First flying in 1971, the Westland Lynx to this day holds the international speed record for a helicopter at 249.09mph, new designs have gone faster but are not classed as a traditional helicopter. The landing skid equipped version of the Lynx entered service with the Army Air Corps in 1979 as the AH.1 and were regularly upgraded into the AH.7. The AH.7 served as the Army's anti-tank helicopter for the latter half of the cold war and throughout the 1990s, seeing service in both Gulf Wars. The Lynx AH.7 was replaced in the anti-tank role in 2005 by the Apache and was eventually retired from support roles in August 2015.
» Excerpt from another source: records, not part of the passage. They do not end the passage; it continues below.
pub type ProviderResult<T> = Result<T, ProviderError>;

/// A failed call to one of the external tools.
#[derive(Debug, thiserror::Error)]
pub enum ProviderError {
    #[error("required tool `{0}` was not found in PATH")]
    ToolMissing(String),
    /// The resource does not exist, or no longer exists.
    #[error("not found: {0}")]
    NotFound(String),
    /// The resource is still referenced by something else. Usually clears on its own.
    #[error("dependency violation: {0}")]
    DependencyViolation(String),
    #[error("`{command}` exited with {status}: {stderr}")]
    CommandFailed {
        command: String,
        status: String,
        stderr: String,
    },
    #[error("unexpected output from `{command}`: {reason}")]
    InvalidResponse { command: String, reason: String },
    #[error(transparent)]
    Io(#[from] std::io::Error),
}

/// Error codes and messages the cloud CLI and kubectl print when the target is gone.
const NOT_FOUND_PATTERNS: &[&str] = &[
    "NotFound",
    "NoSuchEntity",
    "does not exist",
    "not found",
    "InvalidInstanceID.Malformed",
];

/// Error codes printed when a delete is blocked by something still attached.
const DEPENDENCY_PATTERNS: &[&str] = &[
    "DependencyViolation",
    "has a dependent object",
    "ResourceInUse",
    "in use by",
    "DeleteConflict",
];

impl ProviderError {
    /// Classify a non-zero exit by the tool's stderr.
    pub(crate) fn from_failure(command: String, status: String, stderr: String) -> Self {
        if NOT_FOUND_PATTERNS.iter().any(|p| stderr.contains(p)) {
            ProviderError::NotFound(first_line(&stderr))
        } else if DEPENDENCY_PATTERNS.iter().any(|p| stderr.contains(p)) {
            ProviderError::DependencyViolation(first_line(&stderr))
        } else {
            ProviderError::CommandFailed {
                command,
                status,
                stderr: stderr.trim().to_string(),
            }
        }
    }

    pub fn is_not_found(&self) -> bool {
        matches!(self, ProviderError::NotFound(_))
    }

    pub fn is_dependency_violation(&self) -> bool {
        matches!(self, ProviderError::DependencyViolation(_))
    }
}

fn first_line(stderr: &str) -> String {
    stderr
        .lines()
        .map(str::trim)
        .find(|l| !l.is_empty())
        .unwrap_or_default()
        .to_string()
}

#[cfg(test)]
mod tests {
    use super::*;

    fn classify(stderr: &str) -> ProviderError {
        ProviderError::from_failure("aws ec2".to_string(), "exit 254".to_string(), stderr.to_string())
    }

    #[test]
    fn classifies_missing_resources() {
        let err = classify(
            "\nAn error occurred (InvalidVpcID.NotFound) when calling the DeleteVpc operation: The vpc ID 'vpc-1' does not exist\n",
        );
        assert!(err.is_not_found());
        assert!(err.to_string().contains("InvalidVpcID.NotFound"));

        assert!(classify("An error occurred (NoSuchEntity) when calling the GetRole operation").is_not_found());
        assert!(classify("Error from server (NotFound): services \"web\" not found").is_not_found());
    }

    #[test]
    fn classifies_dependency_violations() {
        let err = classify(
            "An error occurred (DependencyViolation) when calling the DeleteSecurityGroup operation: resource sg-1 has a dependent object",
        );
        assert!(err.is_dependency_violation());
    }

    #[test]
    fn other_failures_keep_their_stderr() {
        let err = classify("An error occurred (UnauthorizedOperation)\n");
        match err {
            ProviderError::CommandFailed { stderr, .. } => {
                assert_eq!("An error occurred (UnauthorizedOperation)", stderr)
            }
            other => panic!("unexpected classification: {other:?}"),
        }
    }
}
Headquartered at Bury St Edmunds, Project Lynx have made it their aim to return Lynx helicopters to the sky so that they can be remembered for the roles they have played in the British Military, the team also support the charity GeeWizz. The team acquired Lynx AH.7 XZ179 during 2019 and since then the helicopter has been based at North Weald under the care of Weald Aviation Limited. Over the course of the next three years, the Lynx was completely refurbished and returned to airworthy condition. On February 14th 2022, XZ179 returned to the skies.
Project Lynx will be brining XZ179 to RAF Fairford for static display at this year's Air Tattoo. XZ179 last appeared at an Air Tattoo in 2013 when it still served with the Army Air Corps as part of the Blue Eagles display team, a display that included this helicopter performing loops and rolls - aerobatic manoeuvres not many helicopters can do.